In 2015, Charleston, South Carolina was the scene of a horrific mass shooting. Nine people were killed when a 21-year-old white man opened fire on black church members holding a Bible study at the Emanuel African Methodist Episcopal Church. 

Race was at the core of his attack. But the event, which was aimed at starting a race riot, actually brought the community together.

Sen. Tim Scott (R - SC) recalled that sad time on CBS' Face the Nation on Sunday, but he noted prayer actually brought the Charleston community together. 

"Our community came together through prayer," he explained. "A lot of folks say prayers don't matter but I will disagree with them. Because of prayer the nine family members forgave the shooter and brought unity to our state in ways that we have not seen in the history of the state frankly." 

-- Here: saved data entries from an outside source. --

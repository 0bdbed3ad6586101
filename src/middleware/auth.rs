use axum::extract::{FromRequestParts, OptionalFromRequestParts};
use axum::http::{header, request::Parts};
use jsonwebtoken::{Algorithm, DecodingKey, Validation, decode};
use serde::{Deserialize, Serialize};
use uuid::Uuid;

use crate::{error::AppError, state::AppState};

/// Role Supabase assigns to backend/operator tokens.
pub const SERVICE_ROLE: &str = "service_role";

/// Claims of a Supabase access token that this service relies on.
/// Service-role keys carry no `sub`.
#[derive(Debug, Deserialize, Serialize)]
pub struct Claims {
    #[serde(default, skip_serializing_if = "Option::is_none")]
    pub sub: Option<String>,
    #[serde(default, skip_serializing_if = "Option::is_none")]
    pub email: Option<String>,
    #[serde(default)]
    pub role: String,
    pub exp: usize,
}

/// Caller of a request. `user_id` is `None` only for service-role keys.
#[derive(Debug, Clone)]
pub struct AuthUser {
    pub user_id: Option<Uuid>,
    pub email: Option<String>,
    pub role: String,
}

impl AuthUser {
    pub fn is(&self, user_id: Uuid) -> bool {
        self.user_id == Some(user_id)
    }

    pub fn email_matches(&self, email: &str) -> bool {
        self.email
            .as_deref()
            .is_some_and(|own| own.trim().eq_ignore_ascii_case(email.trim()))
    }
}

pub fn ensure_role(user: &AuthUser, role: &str) -> Result<(), AppError> {
    if user.role != role {
        return Err(AppError::Forbidden);
    }
    Ok(())
}

pub fn ensure_operator(user: &AuthUser) -> Result<(), AppError> {
    ensure_role(user, SERVICE_ROLE)
}

pub fn decode_token(token: &str, secret: &str) -> Result<AuthUser, AppError> {
    let mut validation = Validation::new(Algorithm::HS256);
    // Supabase sets aud=authenticated on user tokens and omits it on service keys.
    validation.validate_aud = false;

    let decoded = decode::<Claims>(
        token,
        &DecodingKey::from_secret(secret.as_bytes()),
        &validation,
    )
    .map_err(|_| AppError::LoginRequired)?;

    let claims = decoded.claims;
    let user_id = match claims.sub.as_deref() {
        Some(sub) => Some(Uuid::parse_str(sub).map_err(|_| AppError::LoginRequired)?),
        None if claims.role == SERVICE_ROLE => None,
        None => return Err(AppError::LoginRequired),
    };

    Ok(AuthUser {
        user_id,
        email: claims.email.filter(|e| !e.is_empty()),
        role: claims.role,
    })
}

fn bearer_token(parts: &Parts) -> Result<Option<&str>, AppError> {
    let Some(auth_header) = parts.headers.get(header::AUTHORIZATION) else {
        return Ok(None);
    };

    let auth_str = auth_header
        .to_str()
        .map_err(|_| AppError::LoginRequired)?;

    let token = auth_str
        .strip_prefix("Bearer ")
        .ok_or(AppError::LoginRequired)?
        .trim();
    Ok(Some(token))
}

impl FromRequestParts<AppState> for AuthUser {
    type Rejection = AppError;

    async fn from_request_parts(
        parts: &mut Parts,
        state: &AppState,
    ) -> Result<Self, Self::Rejection> {
        let token = bearer_token(parts)?.ok_or(AppError::LoginRequired)?;
        decode_token(token, &state.config.jwt_secret)
    }
}

impl OptionalFromRequestParts<AppState> for AuthUser {
    type Rejection = AppError;

    async fn from_request_parts(
        parts: &mut Parts,
        state: &AppState,
    ) -> Result<Option<Self>, Self::Rejection> {
        match bearer_token(parts)? {
            Some(token) => decode_token(token, &state.config.jwt_secret).map(Some),
            None => Ok(None),
        }
    }
}

#[cfg(test)]
mod tests {
    use super::*;
    use jsonwebtoken::{EncodingKey, Header, encode};

    fn sign(claims: &Claims, secret: &str) -> String {
        encode(
            &Header::new(Algorithm::HS256),
            claims,
            &EncodingKey::from_secret(secret.as_bytes()),
        )
        .unwrap()
    }

    fn token(sub: &str, role: &str, secret: &str) -> String {
        let claims = Claims {
            sub: Some(sub.to_string()),
            email: Some("ayu@example.com".into()),
            role: role.to_string(),
            exp: (chrono::Utc::now().timestamp() + 3600) as usize,
        };
        sign(&claims, secret)
    }

    fn anonymous(role: &str) -> Claims {
        Claims {
            sub: None,
            email: None,
            role: role.to_string(),
            exp: (chrono::Utc::now().timestamp() + 3600) as usize,
        }
    }

    #[test]
    fn decodes_supabase_claims() {
        let id = Uuid::new_v4();
        let user = decode_token(&token(&id.to_string(), "authenticated", "s3cret"), "s3cret").unwrap();
        assert_eq!(user.user_id, Some(id));
        assert!(user.is(id));
        assert!(user.email_matches("AYU@example.com"));
        assert!(ensure_operator(&user).is_err());
    }

    #[test]
    fn rejects_wrong_secret_and_bad_subject() {
        let id = Uuid::new_v4().to_string();
        assert!(matches!(
            decode_token(&token(&id, "authenticated", "one"), "two"),
            Err(AppError::LoginRequired)
        ));
        assert!(decode_token(&token("not-a-uuid", "authenticated", "k"), "k").is_err());
    }

    #[test]
    fn service_role_is_operator() {
        let id = Uuid::new_v4().to_string();
        let user = decode_token(&token(&id, SERVICE_ROLE, "k"), "k").unwrap();
        assert!(ensure_operator(&user).is_ok());
    }

    #[test]
    fn service_role_key_without_subject_is_an_operator() {
        let user = decode_token(&sign(&anonymous(SERVICE_ROLE), "k"), "k").unwrap();
        assert_eq!(user.user_id, None);
        assert!(ensure_operator(&user).is_ok());
    }

    #[test]
    fn user_token_without_subject_is_rejected() {
        assert!(matches!(
            decode_token(&sign(&anonymous("authenticated"), "k"), "k"),
            Err(AppError::LoginRequired)
        ));
    }
}
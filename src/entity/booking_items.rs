use sea_orm::entity::prelude::*;
use serde::Serialize;
use serde_json::Value;

#[derive(Clone, Debug, PartialEq, DeriveEntityModel, Serialize)]
#[sea_orm(table_name = "booking_items")]
pub struct Model {
    #[sea_orm(primary_key, auto_increment = false)]
    pub id: Uuid,
    pub booking_id: Uuid,
    pub product_id: Uuid,
    pub schedule_id: Uuid,
    pub inventory_id: Option<Uuid>,
    pub leg_role: String,
    pub unit_price: i64,
    pub quantity: i32,
    pub item_date: Date,
    pub subtotal: i64,
    pub participant_name: String,
    pub special_requirements: Option<Value>,
    pub is_cancelled: bool,
    pub cancelled_at: Option<DateTimeWithTimeZone>,
    pub created_at: DateTimeWithTimeZone,
}

#[derive(Copy, Clone, Debug, EnumIter, DeriveRelation)]
pub enum Relation {
    #[sea_orm(
        belongs_to = "super::bookings::Entity",
        from = "Column::BookingId",
        to = "super::bookings::Column::Id"
    )]
    Bookings,
    #[sea_orm(
        belongs_to = "super::products::Entity",
        from = "Column::ProductId",
        to = "super::products::Column::Id"
    )]
    Products,
    #[sea_orm(
        belongs_to = "super::schedules::Entity",
        from = "Column::ScheduleId",
        to = "super::schedules::Column::Id"
    )]
    Schedules,
    #[sea_orm(
        belongs_to = "super::inventories::Entity",
        from = "Column::InventoryId",
        to = "super::inventories::Column::Id"
    )]
    Inventories,
}

impl Related<super::bookings::Entity> for Entity {
    fn to() -> RelationDef {
        Relation::Bookings.def()
    }
}

impl Related<super::products::Entity> for Entity {
    fn to() -> RelationDef {
        Relation::Products.def()
    }
}

impl Related<super::schedules::Entity> for Entity {
    fn to() -> RelationDef {
        Relation::Schedules.def()
    }
}

impl Related<super::inventories::Entity> for Entity {
    fn to() -> RelationDef {
        Relation::Inventories.def()
    }
}

impl ActiveModelBehavior for ActiveModel {}
pub async fn create_booking(
    state: &AppState,
    user: Option<&AuthUser>,
    payload: CreateBookingRequest,
) -> AppResult<BookingWithItems> {
    let user = user.ok_or(AppError::LoginRequired)?;
    let customer = resolve_customer(state, user, &payload).await?;

    let legs = payload.resolved_legs();
    if legs.is_empty() {
        return Err(AppError::MissingField("legs".into()));
    }
    if legs.len() > 2 {
        return Err(AppError::MissingField("legs (at most two)".into()));
    }
    let currency = Currency::parse(payload.currency.as_deref())?;

    let contact = payload.contact.clone().unwrap_or_default();
    let contact_name = Some(contact.full_name())
        .filter(|n| !n.is_empty())
        .or_else(|| customer.full_name.clone())
        .unwrap_or_else(|| customer.email.clone());
    let policy = &state.config.policy;
    let passengers = passenger_drafts(&payload, &contact, &contact_name, policy.max_passengers)?;
    let party = i32::try_from(passengers.len())
        .map_err(|_| AppError::BadRequest("too many passengers".into()))?;

    let now = Utc::now();

    let mut resolved = Vec::with_capacity(legs.len());
    for (index, leg) in legs.iter().enumerate() {
        resolved.push(resolve_leg(state, index, legs.len(), leg, party, now).await?);
    }

    let mut drafts: Vec<(usize, &PassengerDraft, i64)> = Vec::new();
    for (leg_index, leg) in resolved.iter().enumerate() {
        for passenger in &passengers {
            let price = pricing::unit_price(leg.base_price, passenger.category, policy.child_discount_percent)
                .ok_or_else(|| AppError::BadRequest(format!("priceIdr of leg {} is too large", leg_index + 1)))?;
            drafts.push((leg_index, passenger, price));
        }
    }
    let subtotals: Vec<i64> = drafts.iter().map(|(_, _, price)| *price).collect();
    let port_fee = payload.port_fee.unwrap_or(0).max(0);
    let total_amount = pricing::booking_total(&subtotals, port_fee, payload.total_amount)
        .ok_or_else(|| AppError::BadRequest("booking total is too large".into()))?;

    let booking_date = resolved.iter().map(|l| l.date).min().unwrap_or(now.date_naive());
    let round_trip = resolved.iter().any(|l| l.role == LegRole::Inbound);
    let customer_notes = json!({
        "tripType": if round_trip { "ROUND_TRIP" } else { "ONE_WAY" },
        "isDoubleTrip": round_trip,
        "specialRequests": contact.special_requests,
    })
    .to_string();
    let email = contact
        .email
        .clone()
        .filter(|e| !e.trim().is_empty())
        .unwrap_or_else(|| customer.email.clone());
    let phone = pricing::normalize_phone(
        contact.country_code.as_deref(),
        contact.phone.as_deref().or(customer.phone.as_deref()),
    );

    let txn = state.orm.begin().await?;

    let booking = BookingActive {
        id: Set(Uuid::new_v4()),
        booking_code: Set(pricing::generate_booking_code(now)),
        customer_id: Set(customer.id),
        tenant_id: Set(resolved[0].product.tenant_id),
        status: Set("PENDING".into()),
        pending_type: Set(None),
        currency: Set(currency.as_str().into()),
        total_amount: Set(total_amount),
        port_fee: Set(port_fee),
        booking_date: Set(booking_date),
        customer_name: Set(contact_name),
        customer_email: Set(email.trim().to_string()),
        customer_phone: Set(phone),
        customer_notes: Set(Some(customer_notes)),
        payment_method: Set(None),
        paid_amount: Set(None),
        paid_at: Set(None),
        xendit_invoice_id: Set(None),
        xendit_payment_channel: Set(None),
        invoice_expiry_date: Set(Some(timing::payment_deadline(now, policy.payment_window).into())),
        cancelled_at: Set(None),
        cancellation_reason: Set(None),
        created_at: Set(now.into()),
        updated_at: Set(now.into()),
    }
    .insert(&txn)
    .await?;

    let mut items = Vec::with_capacity(drafts.len());
    for (leg_index, passenger, price) in drafts {
        let leg = &resolved[leg_index];
        let item = ItemActive {
            id: Set(Uuid::new_v4()),
            booking_id: Set(booking.id),
            product_id: Set(leg.product.id),
            schedule_id: Set(leg.schedule.id),
            inventory_id: Set(None),
            leg_role: Set(leg.role.as_str().into()),
            unit_price: Set(price),
            quantity: Set(1),
            item_date: Set(leg.date),
            subtotal: Set(price),
            participant_name: Set(passenger.name.clone()),
            special_requirements: Set(Some(special_requirements(passenger, leg))),
            is_cancelled: Set(false),
            cancelled_at: Set(None),
            created_at: NotSet,
        }
        .insert(&txn)
        .await?;
        items.push(item);
    }

    if state.mirror_enabled() {
        mirror::enqueue(&txn, "bookings", &booking).await?;
        mirror::enqueue_all(&txn, "booking_items", &items).await?;
    }

    txn.commit().await?;

    tracing::info!(
        booking_id = %booking.id,
        booking_code = %booking.booking_code,
        legs = resolved.len(),
        passengers = party,
        total_amount,
        "booking created"
    );
    record_booking_event(
        &state.pool,
        user.user_id,
        "booking_created",
        booking.id,
        json!({ "booking_code": booking.booking_code, "total_amount": total_amount }),
    )
    .await;

    Ok(with_items(booking, items))
}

When asked about the challenges of forgiveness after such a shocking event, he said, "The Civil War started in Charleston and to have a white racist walk into a black church to start a race riot -- to have the opposite occur because of the power of faith in that church, in our community, was fantastic and phenomenal." 

Scott explained how the Charleston community has become more unified since the tragic event. 

"Walking out of that situation, what we started doing was meeting and talking and finding out where the differences were so that we could challenge ourselves to overcome those differences and we did something that I thought was incredibly important," he said. 

"When we're looking for ways to address the challenges that our nation is seeing all over the place, we must take individual responsibility and speak up when we hear something," he added. "Silence in and of itself is a part of the challenge. So we must speak up when we see things that are out of place, when we hear things that are inconsistent with that."

Scott also discussed the nation's current atmosphere of hate and hostility and how President Trump is affecting it. 

"This is a issue of human hate something that resides in the heart and that is actually, unfortunately because of social technology and the social media we're seeing it connect it to other folks who have hate in their heart as well," he continued. 

The story of the forgiveness that took place in Charleston was recently told in the documentary Emanuel. 

The film examines how hope and faith are emerging out of one of the darkest moments in recent American history.

"The documentary highlights how a horrible tragedy can bring a community together and spreads an important message about the power of forgiveness," Executive Producer Stephen Curry said. "I hope the film inspires others like it does me."

To find out more about the documentary, click below.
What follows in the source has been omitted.